Deep Operator Networks (DeepONets)

The input function \(x(u)\) can optionally also return the location \(u\) as part of \(x(u)\).
The final output of the DeepONet is obtained by combining the outputs of the branch and trunk networks, typically through a dot product: \[ \hat{y}(v) = \sum_{k = 1}^K B_k \cdot T_k \]
\(K\) is the number of features/embeddings extracted by the branch network, which is also the dimension of the output of the trunk network.
The branch and trunk networks can be implemented using various neural network architectures, such as feed-forward networks, convolutional networks, or recurrent networks, depending on the nature of the input and output functions.

Deep Operator Networks (DeepONets)

The loss for a single input-output function pair can be defined as the sum (or mean) squared error between the predicted output function values and the true output function values at a set of evaluation points: \[ L = \sum_{i=1}^{N} \left| \hat{y}(v_i) - y(v_i) \right|^2 \]
If there are \(M > 1\) input-output function pairs in the training data, the loss can be averaged across all pairs: \[ L = \frac{1}{M} \sum_{m=1}^{M} \sum_{i=1}^{N_m} \left| \hat{y}_m(v_i) - y_m(v_i) \right|^2 \]
The training process involves optimizing the parameters of the branch and trunk networks simultaneously to minimize this loss, using standard optimization algorithms such as stochastic gradient descent or Adam.

DeepONets as Sequence to Vector to Sequence Models

For sequence to vector to sequence modelling, we can consider both the input and output functions as functions of time, i.e., \(x(t)\) and \(y(t)\).
Each subject can be considered a different input-output function pair.
In the sequence to vector to sequence setting, every input \(x(t_1)\) is associated with every output \(y(t_2)\) even if \(t_2 < t_1\), i.e. future inputs can affect past outputs, which is not the case in sequence to sequence models.
This potentially breaks causality but the model may learn to ignore the future inputs when making predictions for past outputs if the training data is consistent with causality, i.e. if the training data does not contain examples where future inputs affect past outputs.
If the input sequence time points are all before the output sequence time points, there is no issue.

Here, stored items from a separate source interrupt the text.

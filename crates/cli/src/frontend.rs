//! Argument handling and dispatch for the `groupfolders` binary.

use std::ffi::OsString;
use std::fmt::Display;
use std::io::Write;
use std::process::ExitCode;

use engine::ErrorKind;

mod arguments;
mod command;
mod execution;
mod render;


use arguments::{ParsedArgs, parse_args};

/// Program name used in diagnostics and the version banner.
pub(crate) const PROGRAM_NAME: &str = "groupfolders";

/// Maximum exit code representable by a Unix process.
const MAX_EXIT_CODE: i32 = u8::MAX as i32;

/// Process exit statuses reported by [`run`].
#[derive(Clone, Copy, Debug, Eq, PartialEq)]
#[repr(i32)]
pub enum ExitStatus {
    /// The command succeeded.
    Success = 0,
    /// The command line could not be parsed.
    Usage = 1,
    /// The configuration or state file could not be read or written.
    Config = 2,
    /// The engine denied the request.
    NotAuthorized = 3,
    /// A folder, user or group does not exist.
    NotFound = 4,
    /// A mount point is already taken.
    Conflict = 5,
    /// An argument was rejected by the engine.
    InvalidArgument = 6,
    /// A collaborator could not be reached.
    Unavailable = 7,
}

impl ExitStatus {
    /// Numeric exit code.
    #[must_use]
    pub const fn code(self) -> i32 {
        self as i32
    }
}

impl From<ErrorKind> for ExitStatus {
    fn from(kind: ErrorKind) -> Self {
        match kind {
            ErrorKind::NotAuthorized => Self::NotAuthorized,
            ErrorKind::NotFound => Self::NotFound,
            ErrorKind::Conflict => Self::Conflict,
            ErrorKind::InvalidArgument => Self::InvalidArgument,
            ErrorKind::Unavailable => Self::Unavailable,
        }
    }
}

/// Converts a status returned by [`run`] into a process [`ExitCode`],
/// clamping values outside the representable range.
#[must_use]
pub fn exit_code_from(status: i32) -> ExitCode {
    let clamped = status.clamp(0, MAX_EXIT_CODE);
    ExitCode::from(u8::try_from(clamped).unwrap_or(u8::MAX))
}

/// Runs the CLI using the provided argument iterator and output handles.
///
/// The function returns the process exit code that should be used by the
/// caller. On success, `0` is returned.
pub fn run<I, S, Out, Err>(arguments: I, stdout: &mut Out, stderr: &mut Err) -> i32
where
    I: IntoIterator<Item = S>,
    S: Into<OsString>,
    Out: Write,
    Err: Write,
{
    let mut args: Vec<OsString> = arguments.into_iter().map(Into::into).collect();
    if args.is_empty() {
        args.push(OsString::from(PROGRAM_NAME));
    }

    match parse_args(args) {
        Ok(ParsedArgs::Help(text)) => write_or_fail(stdout, &text),
        Ok(ParsedArgs::Version) => write_or_fail(
            stdout,
            &format!("{PROGRAM_NAME} {}\n", env!("CARGO_PKG_VERSION")),
        ),
        Ok(ParsedArgs::Run(invocation)) => {
            execution::execute(&invocation, stdout, stderr).code()
        }
        Err(error) => {
            let _ = write!(stderr, "{error}");
            ExitStatus::Usage.code()
        }
    }
}

fn write_or_fail<W: Write>(out: &mut W, text: &str) -> i32 {
    match out.write_all(text.as_bytes()) {
        Ok(()) => ExitStatus::Success.code(),
        Err(_) => ExitStatus::Unavailable.code(),
    }
}

/// Writes `groupfolders: <category>: <message>` to `stderr`.
pub(crate) fn report<Err: Write>(stderr: &mut Err, category: &str, message: impl Display) {
    let _ = writeln!(stderr, "{PROGRAM_NAME}: {category}: {message}");
}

Some Alternatives to DeepONets

Fourier Neural Operators (FNOs) are an alternative to DeepONets that use Fourier transforms to learn operators, which can be more efficient for certain types of problems, especially those involving cyclic or oscillating data.
Laplace Neural Operators (LNOs) are another alternative that use the more general Laplace transforms to learn operators.
Operator learning is an active area of research.

Conclusion

SciML has Much More!

Model discovery: Using data-driven methods to discover underlying physical laws or governing equations from observed data.
Uncertainty quantification: Combining mechanistic models with probabilistic machine learning techniques to quantify uncertainty in predictions and model parameters.
Optimal control and reinforcement learning: Using machine learning to optimize control strategies for complex systems governed by mechanistic models.
Residual modeling: Predicting the residual error of mechanistic models using a data-driven model and using it to correct the predictions of mechanistic models.
Model reduction: Using machine learning to identify and retain the most important components of a mechanistic model.
And much more! The field of SciML is rapidly evolving and encompasses a wide range of techniques and applications that go beyond the scope of this lecture.